The word "result": say how many lines of the data below contain it, and give the number alone.

[THE RECORDS — start]

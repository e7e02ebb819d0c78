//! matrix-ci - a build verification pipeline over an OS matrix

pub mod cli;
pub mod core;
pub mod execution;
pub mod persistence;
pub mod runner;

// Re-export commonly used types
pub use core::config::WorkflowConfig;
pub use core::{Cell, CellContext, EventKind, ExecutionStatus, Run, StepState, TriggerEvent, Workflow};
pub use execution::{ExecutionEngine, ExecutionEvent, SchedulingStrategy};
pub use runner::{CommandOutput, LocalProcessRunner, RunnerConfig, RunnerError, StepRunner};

[THE RECORDS — finish]
[THE RECORDS — start]

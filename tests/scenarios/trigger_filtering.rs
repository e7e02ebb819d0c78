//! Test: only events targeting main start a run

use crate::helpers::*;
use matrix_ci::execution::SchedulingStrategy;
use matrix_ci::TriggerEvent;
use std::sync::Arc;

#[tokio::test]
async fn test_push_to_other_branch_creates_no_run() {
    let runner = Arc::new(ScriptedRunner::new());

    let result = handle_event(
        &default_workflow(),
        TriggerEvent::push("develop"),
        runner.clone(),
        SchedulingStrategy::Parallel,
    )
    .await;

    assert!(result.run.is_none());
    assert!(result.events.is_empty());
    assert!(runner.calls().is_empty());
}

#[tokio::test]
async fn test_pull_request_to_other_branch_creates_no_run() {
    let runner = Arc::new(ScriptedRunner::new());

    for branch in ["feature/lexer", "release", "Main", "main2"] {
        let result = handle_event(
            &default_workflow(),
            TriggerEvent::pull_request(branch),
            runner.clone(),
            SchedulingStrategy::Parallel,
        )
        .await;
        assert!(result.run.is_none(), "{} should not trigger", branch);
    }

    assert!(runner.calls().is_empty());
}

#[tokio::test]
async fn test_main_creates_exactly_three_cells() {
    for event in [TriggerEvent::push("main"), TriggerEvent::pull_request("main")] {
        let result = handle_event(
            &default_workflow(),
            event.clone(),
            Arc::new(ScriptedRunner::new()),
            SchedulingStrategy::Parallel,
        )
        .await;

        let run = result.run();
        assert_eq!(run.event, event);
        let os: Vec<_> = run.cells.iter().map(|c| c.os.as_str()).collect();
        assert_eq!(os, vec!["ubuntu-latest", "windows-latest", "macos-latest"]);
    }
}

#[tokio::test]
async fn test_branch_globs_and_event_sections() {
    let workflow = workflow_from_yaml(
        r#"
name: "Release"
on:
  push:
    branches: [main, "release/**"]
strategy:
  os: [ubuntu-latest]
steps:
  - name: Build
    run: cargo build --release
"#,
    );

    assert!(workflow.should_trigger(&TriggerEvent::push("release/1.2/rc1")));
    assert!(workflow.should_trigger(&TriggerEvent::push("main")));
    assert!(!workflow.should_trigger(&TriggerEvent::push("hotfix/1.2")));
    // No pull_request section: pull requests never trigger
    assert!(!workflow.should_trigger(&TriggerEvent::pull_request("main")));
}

[THE RECORDS — finish]

TASK RESPONSE >> 7